What is Sickle Cell Disease (SCD)?
Sickle Cell Disease (SCD) is an autosomal recessive disorder characterized by an abnormal molecular structure of hemoglobin. The core etiology is a point mutation in the HBB gene encoding the hemoglobin beta chain. This causes hemoglobin to polymerize abnormally under hypoxic conditions, deforming red blood cells from their normal biconcave disc shape into rigid sickle shapes. These abnormally shaped cells tend to obstruct microvessels, leading to tissue ischemia, pain, multi-organ damage, and chronic anemia due to their premature destruction, which can be life-threatening in severe cases.
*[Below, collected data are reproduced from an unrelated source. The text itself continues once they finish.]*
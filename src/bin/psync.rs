//! psync client: dials the daemon and pushes the local tree.

use std::path::PathBuf;
use std::process;
use std::time::Duration;

use anyhow::{Context, Result};
use clap::{Parser, ValueEnum};
use psync::SyncSession;
use tokio::io::{AsyncRead, AsyncWrite};
use tokio::net::{TcpStream, UnixStream};
use tokio::time::timeout;
use tracing_subscriber::EnvFilter;

const DEFAULT_ADDR: &str = "127.0.0.1:33333";
const DEFAULT_SOCKET: &str = "/tmp/psyncd.sock";
const DIAL_TIMEOUT: Duration = Duration::from_millis(200);

#[derive(Debug, Clone, Copy, PartialEq, Eq, ValueEnum)]
enum Proto {
    Tcp4,
    Unix,
}

#[derive(Debug, Parser)]
#[command(name = "psync", about = "Synchronize a directory tree to a psyncd daemon")]
struct Args {
    /// Directory tree to synchronize from
    root: PathBuf,

    /// Daemon address (host:port, or a socket path for --proto unix)
    #[arg(long, default_value = DEFAULT_ADDR)]
    addr: String,

    /// Connection protocol
    #[arg(long, value_enum, default_value = "tcp4")]
    proto: Proto,

    /// Keep running and resynchronize on filesystem events
    #[arg(long)]
    mon: bool,

    /// Synchronize empty directories
    #[arg(long, default_value_t = true, action = clap::ArgAction::Set)]
    allowemptydirs: bool,
}

trait Stream: AsyncRead + AsyncWrite + Unpin + Send {}
impl<T: AsyncRead + AsyncWrite + Unpin + Send> Stream for T {}

#[tokio::main]
async fn main() {
    tracing_subscriber::fmt()
        .with_env_filter(EnvFilter::from_default_env())
        .init();

    let args = match Args::try_parse() {
        Ok(args) => args,
        Err(e) => {
            eprintln!("{e}");
            process::exit(1);
        }
    };

    let stream = match dial(&args).await {
        Ok(stream) => stream,
        Err(e) => die(1, &format!("{e:#}")),
    };
    if let Err(e) = run(stream, &args).await {
        die(2, &format!("{e:#}"));
    }
}

async fn dial(args: &Args) -> Result<Box<dyn Stream>> {
    match args.proto {
        Proto::Tcp4 => {
            let stream = timeout(DIAL_TIMEOUT, TcpStream::connect(args.addr.as_str()))
                .await
                .with_context(|| format!("failed to connect {}", args.addr))?
                .with_context(|| format!("failed to connect {}", args.addr))?;
            Ok(Box::new(stream))
        }
        Proto::Unix => {
            let path = if args.addr == DEFAULT_ADDR {
                DEFAULT_SOCKET
            } else {
                args.addr.as_str()
            };
            let stream = UnixStream::connect(path)
                .await
                .with_context(|| format!("failed to connect {path}"))?;
            Ok(Box::new(stream))
        }
    }
}

async fn run(stream: Box<dyn Stream>, args: &Args) -> Result<()> {
    let mut session = SyncSession::start(stream, &args.root, args.allowemptydirs).await?;
    session.sync_tree(true).await?;
    if args.mon {
        session.monitor().await?;
    }
    Ok(())
}

fn die(code: i32, msg: &str) -> ! {
    eprintln!("psync: {msg}");
    process::exit(code)
}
The disease affects millions globally, with high incidence in Africa, the Mediterranean region, and elsewhere. Sickle cell anemia (HbSS type) is the most common form, accounting for approximately 70% of cases in people of African descent. Patients often present with recurrent pain crises, increased risk of infections, and dysfunction of various organs.
Pathogenesis
The pathological basis of sickle cell anemia (HbSS type) stems from a point mutation in the HBB gene located on the short arm of chromosome 11 (11p15.5), most commonly in the homozygous state for the βS allele (HbSS). This mutation results in the substitution of the hydrophilic glutamic acid with the hydrophobic valine at the sixth position of the β-globin chain, forming the abnormal hemoglobin tetramer HbS (α2βS2). Additionally, the βS allele can be co-inherited with other β-globin mutations (e.g., βC, βD, βO, βE) or β-thalassemia alleles, forming compound heterozygous types such as HbSC, HbSD, and HbS/β-thal, which also cause disease through similar molecular and cellular mechanisms.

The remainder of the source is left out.